Because of the impact of extreme heat waves on society and biodiversity, their study is a key challenge. Physics applied weather forecast systems or climate models can be used to forecast their occurrence or predict their probability.
New research explores the use of deep learning architectures, trained using outputs of a climate model as an alternative strategy to forecast extreme heatwave occurrences. This new work will be useful for several key scientific goals which include the study of climate model statistics, study of the impact of climate change and should eventually be useful for forecasting. First some issues have to be addressed such as class size imbalance that is associated with rare event prediction, and assessing the potential benefits of transfer learning to address the nested nature of extreme events. The researchers trained a Convolutional Neural Network using 1000 years of climate model outputs, with large class undersampling and transfer learning. From measurements of the surface temperature and the 500 hPa geospatial height fields, the trained network achieves significant performance in forecasting the occurrence of long lasting heatwaves. They were able to predict them in three different levels of intensity and as early as 15 days ahead of the start of the event (30 days ahead of the end of the event).

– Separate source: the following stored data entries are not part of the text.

//! The scan → render → assemble pipeline.

use crate::assemble::{self, AssembleError};
use crate::descriptions::DescriptionTable;
use crate::scan::{self, ScanError};
use crate::tree;
use std::path::Path;
use thiserror::Error;
use tracing::debug;

/// Directory scanned for template content, relative to the root.
pub const GITHUB_DIR: &str = ".github";
/// Output document, relative to the root.
pub const README_FILE: &str = "README.md";

#[derive(Debug, Error)]
pub enum GenerateError {
    #[error("Scan error: {0}")]
    Scan(#[from] ScanError),

    #[error("Assemble error: {0}")]
    Assemble(#[from] AssembleError),
}

/// Generate the complete README content for the repository at `root`.
///
/// # Errors
///
/// Returns [`GenerateError`] when `<root>/.github` or one of its required
/// subdirectories cannot be enumerated. Per-file extraction problems are
/// recovered during the scan and never surface here.
pub fn generate_readme(root: &Path, table: &DescriptionTable) -> Result<String, GenerateError> {
    let github_dir = root.join(GITHUB_DIR);
    debug!("Scanning {}", github_dir.display());
    let dirs = scan::scan_root(&github_dir, table)?;
    let structure = tree::render_structure(&dirs);
    let document = assemble::assemble_document(&dirs, &structure)?;
    Ok(document)
}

The data used in the study was produced by the Planet Simulator (PlaSim) climate model. It solves the primitive equations for vorticity, divergence, temperature and surface pressure. Moisture is also included by transport of water vapor. The equations are solved using a spectral transform method. Unresolved processes, such as interactive clouds, radiation, moist and dry convection, large scale precipitation, boundary layer fluxes of latent and sensible heat and vertical and horizontal diffusion are parameterized. The model also simulated the combination with land surface scheme and ocean.